Most Americans have probably tuned out of the latest inside-the-beltway debate about the Benghazi attack. That's probably because it isn't about the 2012 assault on the U.S. diplomatic compound in Benghazi at all but, at this point, has descended into allegations of a cover-up of a cover-up — specifically, the failure to hand over a memo in an earlier Congressional investigation.
We'll grant the critics this: The email from White House adviser Ben Rhodes recommending that Susan E. Rice, who was then serving as U.S. ambassador to the United Nations, use Sunday morning talk show appearances to underscore that protests in the Middle East are "rooted in an Internet video, and not a broader failure of policy" should have been released earlier, if only because of the GOP fascination with how Ms. Rice was briefed that weekend.

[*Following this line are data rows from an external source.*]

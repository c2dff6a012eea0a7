use namerank_core::loader::{load_given_names, load_surnames};
use std::io::Write;
use std::path::PathBuf;
use tempfile::tempdir;

// --- GIVEN NAME TESTS ---

#[test]
fn sums_counts_across_sex_and_year() {
    let dir = tempdir().unwrap();
    std::fs::write(
        dir.path().join("yob1990.txt"),
        "Mary,F,100\nJohn,M,300\nJohn,F,5\n",
    )
    .unwrap();
    std::fs::write(dir.path().join("yob2000.txt"), "John,M,200\n").unwrap();

    let table = load_given_names(dir.path()).unwrap();
    assert_eq!(table.count("John"), 505);
    assert_eq!(table.count("Mary"), 100);
    assert_eq!(table.total(), 605);
}

#[test]
fn ignores_years_before_1950_and_stray_files() {
    let dir = tempdir().unwrap();
    std::fs::write(dir.path().join("yob1880.txt"), "Minnie,F,1000\n").unwrap();
    std::fs::write(dir.path().join("yob1990.txt"), "John,M,10\n").unwrap();
    std::fs::write(dir.path().join("readme.txt"), "not,a,year\n").unwrap();
    std::fs::write(dir.path().join("yobXXXX.txt"), "Bad,F,1\n").unwrap();

    let table = load_given_names(dir.path()).unwrap();
    assert_eq!(table.count("Minnie"), 0);
    assert_eq!(table.count("John"), 10);
    assert_eq!(table.total(), 10);
}

#[test]
fn skips_malformed_given_name_lines() {
    let dir = tempdir().unwrap();
    std::fs::write(
        dir.path().join("yob1990.txt"),
        "John,M,10\ngarbage\nJane,F,notanumber\nJane,F,7\n",
    )
    .unwrap();

    let table = load_given_names(dir.path()).unwrap();
    assert_eq!(table.count("John"), 10);
    assert_eq!(table.count("Jane"), 7);
}

#[test]
fn normalizes_given_name_keys() {
    let dir = tempdir().unwrap();
    std::fs::write(dir.path().join("yob1990.txt"), "MARY,F,4\nmary,F,6\n").unwrap();

    let table = load_given_names(dir.path()).unwrap();
    assert_eq!(table.count("Mary"), 10);
    assert!(!table.contains("MARY"));
}

#[test]
fn missing_given_name_directory_is_an_error() {
    let missing = PathBuf::from("/definitely/not/here");
    assert!(load_given_names(&missing).is_err());
}

// --- SURNAME TESTS ---

#[test]
fn reads_census_schema_rows() {
    let mut file = tempfile::NamedTempFile::new().unwrap();
    writeln!(
        file,
        "name,rank,count,prop100k,cum_prop100k,pctwhite,pctblack,pctapi,pctaian,pct2prace,pcthispanic"
    )
    .unwrap();
    writeln!(
        file,
        "SMITH,1,2442977.0,828.19,828.19,70.9,23.11,0.5,0.89,2.19,2.4"
    )
    .unwrap();
    writeln!(
        file,
        "JOHNSON,2,1932812.5,655.24,1483.42,58.97,34.63,0.54,0.94,2.56,2.36"
    )
    .unwrap();

    let table = load_surnames(Some(file.path()));
    // Counts parse as floats and truncate; keys normalize.
    assert_eq!(table.count("Smith"), 2_442_977);
    assert_eq!(table.count("Johnson"), 1_932_812);
    assert!(!table.contains("SMITH"));
}

#[test]
fn reads_simple_two_column_rows() {
    let mut file = tempfile::NamedTempFile::new().unwrap();
    writeln!(file, "name,count").unwrap();
    writeln!(file, "Nakamura,120").unwrap();
    writeln!(file, "o'neill,80").unwrap();

    let table = load_surnames(Some(file.path()));
    assert_eq!(table.count("Nakamura"), 120);
    assert_eq!(table.count("O'neill"), 80);
    assert_eq!(table.total(), 200);
}

#[test]
fn detects_schema_per_row_and_skips_the_rest() {
    let mut file = tempfile::NamedTempFile::new().unwrap();
    writeln!(file, "Garcia,100").unwrap();
    writeln!(
        file,
        "JONES,5,1425470,483.24,1966.66,55.19,38.48,0.44,1.0,2.61,2.29"
    )
    .unwrap();
    writeln!(file, "too,many,columns,here").unwrap();

    let table = load_surnames(Some(file.path()));
    assert_eq!(table.count("Garcia"), 100);
    assert_eq!(table.count("Jones"), 1_425_470);
    assert_eq!(table.len(), 2);
}

#[test]
fn unreadable_custom_source_degrades_to_an_empty_table() {
    let table = load_surnames(Some(PathBuf::from("/no/such/surnames.csv")));
    assert!(table.is_empty());
    assert_eq!(table.total(), 0);
    assert_eq!(table.frequency("Smith"), 0.0);
}

#[test]
fn missing_census_source_falls_back_to_builtin_distribution() {
    // No data/last_names.csv exists relative to the test cwd.
    let table = load_surnames::<PathBuf>(None);
    assert_eq!(table.len(), 6);
    assert_eq!(table.count("Smith"), 2_442_977);
    assert_eq!(table.count("Garcia"), 1_166_120);
    assert_eq!(table.total(), 10_029_657);
}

But so what? These were talking points about Middle East protests, not specifically about Benghazi. And the notion that a White House adviser might have concerns about politics is not exactly a scandal, more like business as usual in any White House. And yes, there actually were Muslim protests about the video in question taking place around that time elsewhere in that region of the world, so the possibility of a connection with Benghazi wasn't exactly made up from whole cloth — it actually originated in the intelligence community.
Republican fascination with how Ms. Rice was coached is surely one of the more bizarre attacks on the Obama administration. The general public may be rightfully outraged about the death of U.S. Ambassador J. Christopher Stevens and several others. It was also fair to question the State Department's security procedures before the attack. But all that has been done already in four previous Congressional investigations. The administration took their lumps, and Republicans even got to grill former Secretary of State Hillary Clinton on TV.
Now, House Speaker John Boehner is moving forward with yet another Benghazi-related investigation by forming a select committee to look into the Benghazi response. Whether it will have any more authority — or much new ground to cover — then did the House Oversight Committee is not yet clear. Small wonder that Democrats are talking about not participating at all, lest they be seen as giving some appearance of approval to this strictly political exercise. The original 9/11 didn't get this kind of treatment in Congress; it received a serious bipartisan policy-oriented review.
Still, we think the Democrats should participate in this latest exercise of tail chasing because someone needs to be on hand to point out the absurdity. That was what Baltimore's own Rep. Elijah E. Cummings has found himself doing frequently as ranking member on the oversight panel during the last two years — at least when Chairman Darrell Issa wasn't turning off his microphone — and it has clearly infuriated Mr. Issa and his brethren who are far more comfortable dishing out criticism than taking it, even when it's so richly deserved.
Republican fascination with Benghazi talking points is the foreign policy counterpart to the party's domestic priority of repealing Obamacare. Its appeal is not just in possibly embarrassing President Barack Obama and his party before the midterm elections (or perhaps leading to another grilling of Ms. Clinton, the Democrats' leading possible presidential candidate in 2016) but that it doesn't require the critics to commit to any policy position of substance. Just as Republicans can be against Obamacare but offer no viable alternative, they can be against the Benghazi response (whatever that means at this point) without having to propose anything that approaches foreign policy.
Actual foreign policy is difficult and controversial. Pitching a solution for Ukraine or Libya that either amounts to the Obama administration's approach wrapped in more aggressive language or offering a global outlook that veers into the outrageously hawkish, as when Sen. Marco Rubio recently suggested that U.S. security depends on the "security of small hamlets in Afghanistan," would alienate primary voters just as offering a real alternative to the Affordable Care Act might. At least for now, blasting the administration on how it responded to Benghazi is like blasting it on health insurance coverage, it's too easy and too popular in the right-wing media's echo chamber to be resisted.